1981 | 1982 | 1983 | 1984
Reagan's Second Term (1981-85)
Bush - Clinton
At the time
the round-the-clock vigil began -- on June 3, 1981 -- it was five months after Reagan's first
inauguration. People were still allowed to demonstrate on the White House sidewalk.
Ronald Reagan's "trickle-down" theories required that
traditions be rewritten. In January, 1983, Department of Interior
Secretary James Watt penned a memo
declaring his intent to ban demonstrations from the White House
sidewalk AND Lafayette Park. The CCNV
folks were arrested for their tents
in the park. And the unsheltered
peace vigilers were simultaneously
arrested on the White House sidewalk, also charged with "camping."
In those days the judges were still throwing
camping cases out of court.
After a February-April 1983 campaign
by the Washington Times (Reagan
loved the Washington Times), new
regulations were written banishing
vigils from the White House sidewalk
across the street to Lafayette Park.
But this didn't solve the DOI's problem. The vigil continued.

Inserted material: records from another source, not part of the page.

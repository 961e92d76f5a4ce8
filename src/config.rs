use anyhow::{Context, Result};
use serde::{Deserialize, Serialize};
use std::fs;
use std::path::{Path, PathBuf};

use crate::error::BioSyncError;
use crate::history::MAX_HISTORY_CAPACITY;
use crate::logging::LogConfig;

/// Main application configuration
#[derive(Debug, Clone, Default, PartialEq, Serialize, Deserialize)]
#[serde(default)]
pub struct AppConfig {
    /// Simulation model and clock settings
    pub simulation: SimulationSettings,

    /// Protection windows granted by completed recommendations
    pub cooldowns: CooldownDurations,

    /// Minimum spacing between repeated advisories
    pub retrigger: RetriggerWindows,

    /// Logging configuration
    pub logging: LogConfig,
}

/// Simulation model and clock settings
#[derive(Debug, Clone, PartialEq, Serialize, Deserialize)]
#[serde(default)]
pub struct SimulationSettings {
    /// Damping constant `k` applied to the heart rate climb
    /// (target = baseline + t * multiplier * k)
    pub hr_damping: f64,

    /// Fraction of the gap to the target heart rate closed per tick
    pub hr_smoothing: f64,

    /// Number of snapshots kept in the history buffer
    pub history_capacity: usize,

    /// Wall-clock length of one tick in milliseconds
    pub tick_interval_ms: u64,

    /// Allow switching exercise type while a session is running
    pub allow_exercise_change_while_running: bool,
}

impl Default for SimulationSettings {
    fn default() -> Self {
        Self {
            hr_damping: 0.3,
            hr_smoothing: 0.1,
            history_capacity: 60,
            tick_interval_ms: 1000,
            allow_exercise_change_while_running: false,
        }
    }
}

/// Cooldown lengths in ticks, per remedial action
#[derive(Debug, Clone, Copy, PartialEq, Eq, Serialize, Deserialize)]
#[serde(default)]
pub struct CooldownDurations {
    pub hydration: u32,
    pub energy: u32,
    pub temperature: u32,
}

impl Default for CooldownDurations {
    fn default() -> Self {
        Self {
            hydration: 45,
            energy: 60,
            temperature: 30,
        }
    }
}

/// Re-trigger windows in seconds, per advisory category
#[derive(Debug, Clone, Copy, PartialEq, Eq, Serialize, Deserialize)]
#[serde(default)]
pub struct RetriggerWindows {
    pub hydration: u64,
    pub energy: u64,
    pub temperature: u64,
}

impl Default for RetriggerWindows {
    fn default() -> Self {
        Self {
            hydration: 60,
            energy: 90,
            temperature: 120,
        }
    }
}

/// Configuration management implementation
impl AppConfig {
    /// Load configuration from TOML file
    pub fn load_from_file<P: AsRef<Path>>(path: P) -> Result<Self> {
        let content = fs::read_to_string(&path)
            .with_context(|| format!("Failed to read config file: {}", path.as_ref().display()))?;

        let config: AppConfig = toml::from_str(&content)
            .with_context(|| "Failed to parse TOML configuration")?;

        config.validate()?;

        Ok(config)
    }

    /// Save configuration to TOML file
    pub fn save_to_file<P: AsRef<Path>>(&self, path: P) -> Result<()> {
        if let Some(parent) = path.as_ref().parent() {
            fs::create_dir_all(parent)
                .with_context(|| format!("Failed to create config directory: {}", parent.display()))?;
        }

        let toml_content = toml::to_string_pretty(self)
            .with_context(|| "Failed to serialize configuration to TOML")?;

        fs::write(&path, toml_content)
            .with_context(|| format!("Failed to write config file: {}", path.as_ref().display()))?;

        Ok(())
    }

    /// Write the default configuration unless a file already exists
    ///
    /// Returns whether a file was written.
    pub fn init_file<P: AsRef<Path>>(path: P) -> Result<bool> {
        let path = path.as_ref();
        if path.exists() {
            tracing::debug!(path = %path.display(), "Config file already present");
            return Ok(false);
        }

        Self::default().save_to_file(path)?;
        tracing::info!(path = %path.display(), "Default config written");
        Ok(true)
    }

    /// Get default configuration file path
    pub fn default_config_path() -> PathBuf {
        dirs::config_dir()
            .or_else(dirs::home_dir)
            .unwrap_or_else(|| PathBuf::from("."))
            .join("biosync")
            .join("config.toml")
    }

    /// Load an explicit file, or the default location with fallback to defaults
    ///
    /// An explicitly named file must exist and parse; a missing default file
    /// silently yields the built-in configuration.
    pub fn load_or_default(path: Option<&Path>) -> Result<Self> {
        if let Some(path) = path {
            return Self::load_from_file(path);
        }

        let config_path = Self::default_config_path();
        if !config_path.exists() {
            tracing::debug!(path = %config_path.display(), "No config file, using defaults");
            return Ok(Self::default());
        }

        Self::load_from_file(&config_path)
    }

    /// Reject settings the simulation cannot run with
    pub fn validate(&self) -> crate::error::Result<()> {
        let sim = &self.simulation;

        if !(sim.hr_damping.is_finite() && sim.hr_damping > 0.0) {
            return Err(BioSyncError::Configuration(format!(
                "simulation.hr_damping must be positive, got {}",
                sim.hr_damping
            )));
        }

        if !(sim.hr_smoothing > 0.0 && sim.hr_smoothing <= 1.0) {
            return Err(BioSyncError::Configuration(format!(
                "simulation.hr_smoothing must be in (0, 1], got {}",
                sim.hr_smoothing
            )));
        }

        if sim.history_capacity == 0 || sim.history_capacity > MAX_HISTORY_CAPACITY {
            return Err(BioSyncError::Configuration(format!(
                "simulation.history_capacity must be between 1 and {}, got {}",
                MAX_HISTORY_CAPACITY, sim.history_capacity
            )));
        }

        if sim.tick_interval_ms == 0 {
            return Err(BioSyncError::Configuration(
                "simulation.tick_interval_ms must be at least 1".to_string(),
            ));
        }

        Ok(())
    }
}
//! Biometric simulation model
//!
//! A closed-form, per-tick update of the simulated physiology. Given the
//! previous state, the elapsed exercise time, the exercise type, the user
//! profile and the active cooldowns, [`BiometricEngine::advance`] produces
//! the next state deterministically.
//!
//! # Model
//!
//! Heart rate climbs linearly towards a ceiling of 85% of max HR:
//!
//! ```text
//! target = min(baseline + t * multiplier * k, max_hr * 0.85)
//! hr'    = hr + (target - hr) * smoothing
//! ```
//!
//! The position of the new heart rate within the working range
//! (baseline to max HR) drives everything else: zone, sweat rate,
//! hydration and glycogen depletion, core temperature and fatigue.

use serde::{Deserialize, Serialize};

use crate::config::SimulationSettings;
use crate::models::{
    BiometricState, CooldownState, ExerciseType, BASELINE_CORE_TEMP, MAX_CORE_TEMP,
};
use crate::profile::UserProfile;
use crate::zones::ZoneCalculator;

/// Heart rate ceiling as a fraction of max HR
const TARGET_CEILING: f64 = 0.85;

/// Sweat rate at full intensity for a 70 kg person (L/hr)
const BASE_SWEAT_RATE: f64 = 0.5;
const REFERENCE_WEIGHT_KG: f64 = 70.0;

const HYDRATION_LOSS_PER_SWEAT: f64 = 0.5;
const GLYCOGEN_BURN_RATE: f64 = 0.3;
const HEATING_RATE: f64 = 0.015;
const COOLING_RATE: f64 = 0.02;
const FATIGUE_RATE: f64 = 0.03;

/// Result of one biometric update
#[derive(Debug, Clone, PartialEq, Serialize, Deserialize)]
pub struct BiometricUpdate {
    /// State after the tick
    pub state: BiometricState,

    /// Cooldowns after the tick's decrement
    pub cooldowns: CooldownState,

    /// Heart rate the model is converging towards
    pub target_heart_rate: f64,

    /// Unclamped percentage of the working range
    pub hr_percentage: f64,
}

/// Per-tick biometric state update
#[derive(Debug, Clone)]
pub struct BiometricEngine {
    damping: f64,
    smoothing: f64,
}

impl Default for BiometricEngine {
    fn default() -> Self {
        Self::new(&SimulationSettings::default())
    }
}

impl BiometricEngine {
    pub fn new(settings: &SimulationSettings) -> Self {
        Self {
            damping: settings.hr_damping,
            smoothing: settings.hr_smoothing,
        }
    }

    /// Target heart rate at `elapsed` seconds into the session
    pub fn target_heart_rate(
        &self,
        elapsed: u64,
        exercise: &ExerciseType,
        profile: &UserProfile,
    ) -> f64 {
        let baseline = profile.baseline_heart_rate();
        let max_hr = f64::from(profile.max_heart_rate_or_default());
        let climb = elapsed as f64 * exercise.intensity_multiplier() * self.damping;
        (baseline + climb).min(max_hr * TARGET_CEILING)
    }

    /// Advance the biometric state by one tick
    pub fn advance(
        &self,
        previous: &BiometricState,
        elapsed: u64,
        exercise: &ExerciseType,
        profile: &UserProfile,
        cooldowns: CooldownState,
    ) -> BiometricUpdate {
        let baseline = profile.baseline_heart_rate();
        let max_hr = f64::from(profile.max_heart_rate_or_default());

        let target = self.target_heart_rate(elapsed, exercise, profile);
        let current = f64::from(previous.heart_rate);
        let heart_rate = current + (target - current) * self.smoothing;

        let hr_percentage = ZoneCalculator::hr_percentage(heart_rate, baseline, max_hr);
        let zone = ZoneCalculator::zone_for_percentage(hr_percentage);

        let intensity = (hr_percentage / 100.0).max(0.0);
        let body_weight_factor = profile.weight_kg_or_default() / REFERENCE_WEIGHT_KG;
        let sweat_rate = BASE_SWEAT_RATE * intensity * body_weight_factor;

        let hydration_level = if cooldowns.hydration == 0 {
            (previous.hydration_level - sweat_rate * HYDRATION_LOSS_PER_SWEAT).max(0.0)
        } else {
            previous.hydration_level
        };

        let glycogen_stores = if cooldowns.energy == 0 {
            (previous.glycogen_stores - intensity * GLYCOGEN_BURN_RATE).max(0.0)
        } else {
            previous.glycogen_stores
        };

        let core_temp_c = if cooldowns.temperature == 0 {
            (previous.core_temp_c + intensity * HEATING_RATE).min(MAX_CORE_TEMP)
        } else {
            (previous.core_temp_c - COOLING_RATE).max(BASELINE_CORE_TEMP)
        };

        let fatigue_multiplier = profile.activity_level_or_default().fatigue_multiplier();
        let fatigue = (previous.fatigue + intensity * FATIGUE_RATE * fatigue_multiplier).min(100.0);

        BiometricUpdate {
            state: BiometricState {
                heart_rate: heart_rate.round().clamp(0.0, f64::from(u16::MAX)) as u16,
                heart_rate_zone: zone,
                sweat_rate,
                core_temp_c: core_temp_c.clamp(BASELINE_CORE_TEMP, MAX_CORE_TEMP),
                hydration_level: hydration_level.clamp(0.0, 100.0),
                glycogen_stores: glycogen_stores.clamp(0.0, 100.0),
                fatigue: fatigue.clamp(0.0, 100.0),
            },
            cooldowns: cooldowns.decrement(),
            target_heart_rate: target,
            hr_percentage,
        }
    }
}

U.S. Park Police and DOI lawyers
continued working together to
make remaining in the park extremely uncomfortable
(even though 24-hour vigils are
expressly permitted), using the recently-published "camping" regulation over and
over to criminalize
what was formerly protected behavior.
During the wee hours of the mornings, when tourists weren't
about, U.S. Park Police lurked, threatened, and often arrested
the vigilers (sometimes brutally).
When drunk marines or Young
Americans for Freedom pranksters
attacked the vigilers,
the police usually were nowhere to be found. In court, several
officers lied. At least
one friendly officer later apologized for arresting us, explaining
he was "just following orders." At that time, their
boss was Deputy Chief Lindsey,
who took a continuing personal interest
in removing the "problem" from the park.
On January 25, 1984, President Reagan said in his State
of the Union address,"send
away the doubting Thomases." On January 31, 1984, Thomas
and Concepcion were arrested. Charges were dropped soon after
Reagan was served with a motion for discovery.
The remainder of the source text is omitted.